With nothing to do but wait, Jerry went to his refrigerator and grabbed a beer. He cracked it open and took a long, satisfying sip. Ice cold, but oh so refreshing, even on such a frigid night as this.

He sat back down in his chair by the window and watched the news reports flood in. On one station, the reporter stood in front of the Frank Murphy Hall of Justice. As she was speaking, the building behind her vanished into thin air.

Jerry leaned closer to the screen. He saw shadows peel away from the emptiness behind the reporter. They flowed toward her like spilled ink. The reporter dropped her microphone when they took both of her arms. She did not scream, however, nor cry. Instead, she smiled.

He reached out a hand and touched the television screen. It crackled with static, then shut off. As Jerry sat back, the TV disappeared completely.
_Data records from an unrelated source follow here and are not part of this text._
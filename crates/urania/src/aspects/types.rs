use crate::bodies::Point;
use serde::{Deserialize, Serialize};

/// The eleven recognised aspect angles
#[derive(Debug, Clone, Copy, PartialEq, Eq, Hash, Serialize, Deserialize)]
#[serde(rename_all = "snake_case")]
pub enum AspectType {
    Conjunction,
    Opposition,
    Trine,
    Square,
    Sextile,
    Quincunx,
    SemiSextile,
    SemiSquare,
    Sesquiquadrate,
    Quintile,
    BiQuintile,
}

impl AspectType {
    pub fn name(self) -> &'static str {
        match self {
            AspectType::Conjunction => "Conjunction",
            AspectType::Opposition => "Opposition",
            AspectType::Trine => "Trine",
            AspectType::Square => "Square",
            AspectType::Sextile => "Sextile",
            AspectType::Quincunx => "Quincunx",
            AspectType::SemiSextile => "Semi-sextile",
            AspectType::SemiSquare => "Semi-square",
            AspectType::Sesquiquadrate => "Sesquiquadrate",
            AspectType::Quintile => "Quintile",
            AspectType::BiQuintile => "Bi-quintile",
        }
    }

    /// Flowing aspects; the rest are treated as tension.
    pub fn is_harmonious(self) -> bool {
        matches!(
            self,
            AspectType::Conjunction
                | AspectType::Trine
                | AspectType::Sextile
                | AspectType::Quintile
                | AspectType::BiQuintile
                | AspectType::SemiSextile
        )
    }
}

/// Exact angle, allowed orb and weight of one aspect type
#[derive(Debug, Clone, Copy, PartialEq, Serialize, Deserialize)]
pub struct AspectDefinition {
    pub aspect_type: AspectType,
    pub angle: f64,
    pub orb: f64,
    pub weight: f64,
}

/// Aspect orbs and weights, base table
pub const ASPECT_DEFINITIONS: [AspectDefinition; 11] = [
    AspectDefinition { aspect_type: AspectType::Conjunction, angle: 0.0, orb: 8.0, weight: 10.0 },
    AspectDefinition { aspect_type: AspectType::Opposition, angle: 180.0, orb: 8.0, weight: 9.0 },
    AspectDefinition { aspect_type: AspectType::Trine, angle: 120.0, orb: 8.0, weight: 8.0 },
    AspectDefinition { aspect_type: AspectType::Square, angle: 90.0, orb: 7.0, weight: 8.0 },
    AspectDefinition { aspect_type: AspectType::Sextile, angle: 60.0, orb: 6.0, weight: 6.0 },
    AspectDefinition { aspect_type: AspectType::Quincunx, angle: 150.0, orb: 3.0, weight: 4.0 },
    AspectDefinition { aspect_type: AspectType::SemiSextile, angle: 30.0, orb: 2.0, weight: 2.0 },
    AspectDefinition { aspect_type: AspectType::SemiSquare, angle: 45.0, orb: 2.0, weight: 3.0 },
    AspectDefinition { aspect_type: AspectType::Sesquiquadrate, angle: 135.0, orb: 2.0, weight: 3.0 },
    AspectDefinition { aspect_type: AspectType::Quintile, angle: 72.0, orb: 2.0, weight: 2.0 },
    AspectDefinition { aspect_type: AspectType::BiQuintile, angle: 144.0, orb: 2.0, weight: 2.0 },
];

/// Wider orbs used when the Sun or Moon takes part
pub const LUMINARY_ORBS: [(AspectType, f64); 5] = [
    (AspectType::Conjunction, 10.0),
    (AspectType::Opposition, 10.0),
    (AspectType::Trine, 10.0),
    (AspectType::Square, 9.0),
    (AspectType::Sextile, 7.0),
];

/// Aspect definitions plus luminary overrides, built once and shared
#[derive(Debug, Clone, PartialEq)]
pub struct OrbTable {
    pub definitions: Vec<AspectDefinition>,
    pub luminary_orbs: Vec<(AspectType, f64)>,
}

lazy_static::lazy_static! {
    static ref STANDARD_ORBS: OrbTable = OrbTable {
        definitions: ASPECT_DEFINITIONS.to_vec(),
        luminary_orbs: LUMINARY_ORBS.to_vec(),
    };
}

impl OrbTable {
    /// The standard table
    pub fn standard() -> &'static OrbTable {
        &STANDARD_ORBS
    }

    pub fn definition(&self, aspect_type: AspectType) -> Option<&AspectDefinition> {
        self.definitions.iter().find(|d| d.aspect_type == aspect_type)
    }

    pub fn luminary_orb(&self, aspect_type: AspectType) -> Option<f64> {
        self.luminary_orbs
            .iter()
            .find(|(t, _)| *t == aspect_type)
            .map(|(_, orb)| *orb)
    }

    /// Largest aspect weight; the ceiling of any aspect strength
    pub fn max_weight(&self) -> f64 {
        self.definitions.iter().map(|d| d.weight).fold(0.0, f64::max)
    }
}

/// Reference to one end of an aspect
#[derive(Debug, Clone, PartialEq, Serialize, Deserialize)]
pub struct AspectObjectRef {
    /// Which chart the point belongs to: "natal", "partner", "transit", ...
    pub layer_id: String,
    pub point: Point,
    pub name: String,
    pub longitude: f64,
}

/// A matched aspect between two points
#[derive(Debug, Clone, PartialEq, Serialize, Deserialize)]
pub struct Aspect {
    pub from: AspectObjectRef,
    pub to: AspectObjectRef,
    pub aspect_type: AspectType,
    pub exact_angle: f64,
    /// Shortest angular distance between the points
    pub separation: f64,
    /// Signed deviation: separation minus exact angle
    pub orb: f64,
    /// Weight / (1 + |orb|)
    pub strength: f64,
}

impl Aspect {
    pub fn abs_orb(&self) -> f64 {
        self.orb.abs()
    }

    pub fn involves(&self, point: Point) -> bool {
        self.from.point == point || self.to.point == point
    }

    /// True when the aspect joins `a` and `b`, in either order.
    pub fn connects(&self, a: Point, b: Point) -> bool {
        (self.from.point == a && self.to.point == b) || (self.from.point == b && self.to.point == a)
    }

    pub fn description(&self) -> String {
        format!(
            "{} {} {} (orb {:+.2}°)",
            self.from.name,
            self.aspect_type.name(),
            self.to.name,
            self.orb
        )
    }
}
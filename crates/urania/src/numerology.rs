//! Digit-sum numerology.

use chrono::{Datelike, NaiveDate};
use serde::{Deserialize, Serialize};

#[derive(Debug, Clone, PartialEq, Eq, Serialize, Deserialize)]
pub struct Numerology {
    pub life_path: String,
    pub birthday: String,
}

impl Numerology {
    pub fn for_date(date: NaiveDate) -> Self {
        Self {
            life_path: life_path_number(date),
            birthday: birthday_number(date),
        }
    }
}

fn digit_sum(mut n: u32) -> u32 {
    let mut sum = 0;
    while n > 0 {
        sum += n % 10;
        n /= 10;
    }
    sum
}

fn master_label(n: u32) -> Option<&'static str> {
    match n {
        11 => Some("11/2"),
        22 => Some("22/4"),
        33 => Some("33/6"),
        _ => None,
    }
}

/// Reduce a digit sum to a single digit.
///
/// 11, 22, 28 and 33 are kept with their reduction, e.g. `"28/1"`; a
/// master number reached part way through also stops the reduction.
pub fn reduce_number(n: u32) -> String {
    if n == 28 {
        return "28/1".to_string();
    }
    let mut value = n;
    loop {
        if let Some(label) = master_label(value) {
            return label.to_string();
        }
        if value <= 9 {
            return value.to_string();
        }
        value = digit_sum(value);
    }
}

/// Sum of every digit of the date, reduced.
pub fn life_path_number(date: NaiveDate) -> String {
    let year = date.year().unsigned_abs();
    reduce_number(digit_sum(year) + digit_sum(date.month()) + digit_sum(date.day()))
}

pub fn birthday_number(date: NaiveDate) -> String {
    reduce_number(date.day())
}
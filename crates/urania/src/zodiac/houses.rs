//! Equal-house placement.

use crate::geometry::normalize_degrees;
use serde::{Deserialize, Serialize};

pub const HOUSE_SIZE: f64 = 30.0;

#[derive(Debug, Clone, Copy, PartialEq, Serialize, Deserialize)]
pub struct HousePlacement {
    /// House number, 1-12
    pub house: u8,
    /// Degrees past the house cusp, in [0, 30)
    pub degrees_into: f64,
}

/// Place a longitude in one of twelve 30 degree houses starting at the
/// ascendant.
///
/// The offset from the ascendant is taken modulo 360, so the house that
/// straddles 0 Aries classifies the same as any other.
pub fn find_house_equal(longitude: f64, ascendant: f64) -> HousePlacement {
    let offset = normalize_degrees(normalize_degrees(longitude) - normalize_degrees(ascendant));
    let index = ((offset / HOUSE_SIZE).floor() as usize).min(11);
    let degrees_into = (offset - index as f64 * HOUSE_SIZE).clamp(0.0, HOUSE_SIZE - f64::EPSILON * 64.0);
    HousePlacement {
        house: index as u8 + 1,
        degrees_into,
    }
}

/// Longitude of the cusp of `house` (1-12) for an ascendant.
pub fn house_cusp(house: u8, ascendant: f64) -> f64 {
    let index = (house.clamp(1, 12) - 1) as f64;
    normalize_degrees(ascendant + index * HOUSE_SIZE)
}
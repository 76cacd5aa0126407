pub mod dominance;
pub mod patterns;

pub use dominance::{analyze_dominance, DominanceProfile, PointStrength, Tally};
pub use patterns::{detect_patterns, AspectPattern, PatternKind, STELLIUM_MIN_BODIES};
use serde::{Deserialize, Serialize};

/// Geographic location coordinates
#[derive(Debug, Clone, Copy, PartialEq, Serialize, Deserialize)]
pub struct GeoLocation {
    pub lat: f64,
    pub lon: f64,
}

/// Bodies whose longitude comes straight from the ephemeris
#[derive(Debug, Clone, Copy, PartialEq, Eq, Hash, PartialOrd, Ord, Serialize, Deserialize)]
#[serde(rename_all = "snake_case")]
pub enum Body {
    Sun,
    Moon,
    Mercury,
    Venus,
    Mars,
    Jupiter,
    Saturn,
    Uranus,
    Neptune,
    Pluto,
    NorthNode,
    Lilith,
    Chiron,
    Ceres,
    Pallas,
    Juno,
    Vesta,
}

impl Body {
    /// Every tracked body, classical planets first.
    pub const ALL: [Body; 17] = [
        Body::Sun,
        Body::Moon,
        Body::Mercury,
        Body::Venus,
        Body::Mars,
        Body::Jupiter,
        Body::Saturn,
        Body::Uranus,
        Body::Neptune,
        Body::Pluto,
        Body::NorthNode,
        Body::Lilith,
        Body::Chiron,
        Body::Ceres,
        Body::Pallas,
        Body::Juno,
        Body::Vesta,
    ];

    /// The ten classical planets.
    pub const CLASSICAL: [Body; 10] = [
        Body::Sun,
        Body::Moon,
        Body::Mercury,
        Body::Venus,
        Body::Mars,
        Body::Jupiter,
        Body::Saturn,
        Body::Uranus,
        Body::Neptune,
        Body::Pluto,
    ];

    pub fn is_major(self) -> bool {
        Self::CLASSICAL.contains(&self)
    }

    pub fn is_luminary(self) -> bool {
        matches!(self, Body::Sun | Body::Moon)
    }

    pub fn name(self) -> &'static str {
        match self {
            Body::Sun => "Sun",
            Body::Moon => "Moon",
            Body::Mercury => "Mercury",
            Body::Venus => "Venus",
            Body::Mars => "Mars",
            Body::Jupiter => "Jupiter",
            Body::Saturn => "Saturn",
            Body::Uranus => "Uranus",
            Body::Neptune => "Neptune",
            Body::Pluto => "Pluto",
            Body::NorthNode => "North Node",
            Body::Lilith => "Lilith",
            Body::Chiron => "Chiron",
            Body::Ceres => "Ceres",
            Body::Pallas => "Pallas",
            Body::Juno => "Juno",
            Body::Vesta => "Vesta",
        }
    }

    /// Swiss Ephemeris body number
    pub fn swiss_id(self) -> i32 {
        match self {
            Body::Sun => 0,
            Body::Moon => 1,
            Body::Mercury => 2,
            Body::Venus => 3,
            Body::Mars => 4,
            Body::Jupiter => 5,
            Body::Saturn => 6,
            Body::Uranus => 7,
            Body::Neptune => 8,
            Body::Pluto => 9,
            Body::NorthNode => 11, // TRUE_NODE
            Body::Lilith => 12,    // MEAN_APOG
            Body::Chiron => 15,
            Body::Ceres => 17,
            Body::Pallas => 18,
            Body::Juno => 19,
            Body::Vesta => 20,
        }
    }
}

/// Ephemeris output for one body at one instant
#[derive(Debug, Clone, Copy, PartialEq, Serialize, Deserialize)]
pub struct BodyPosition {
    /// Tropical ecliptic longitude in degrees (0-360)
    pub lon: f64,
    /// Speed in longitude (degrees per day)
    pub speed_lon: f64,
    /// Whether the body is retrograde
    pub retrograde: bool,
}

/// Tropical chart angles returned by the house function
#[derive(Debug, Clone, Copy, PartialEq, Serialize, Deserialize)]
pub struct HouseAngles {
    pub asc: f64,
    pub mc: f64,
}

/// House systems understood by the providers. Only equal houses are used.
#[derive(Debug, Clone, Copy, PartialEq, Eq, Default, Serialize, Deserialize)]
#[serde(rename_all = "snake_case")]
pub enum HouseSystem {
    #[default]
    Equal,
}

impl HouseSystem {
    /// Swiss Ephemeris house system letter
    pub fn code(self) -> u8 {
        match self {
            HouseSystem::Equal => b'E',
        }
    }
}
The walls of his apartment rattled. A few framed photos fell to the floor and cracked their faces. Jerry calmly sipped his beer and looked down the hall, to the door. It rippled, then was torn from its hinges, yanked into thick, soupy darkness.

The shadow man entered.

“I’ve been waiting for you,” Jerry said.

“We saved you for last,” the man said.

“What do I need to do?”

“Nothing, Jerry,” said the shadow man. “Just sit back and relax and I’ll take care of everything.”

“Do what you have to do.”

Jerry closed his eyes. He realized that it was all for the good of the city, his beloved Motown. He felt no pain whatsoever as the shadow man began to cut.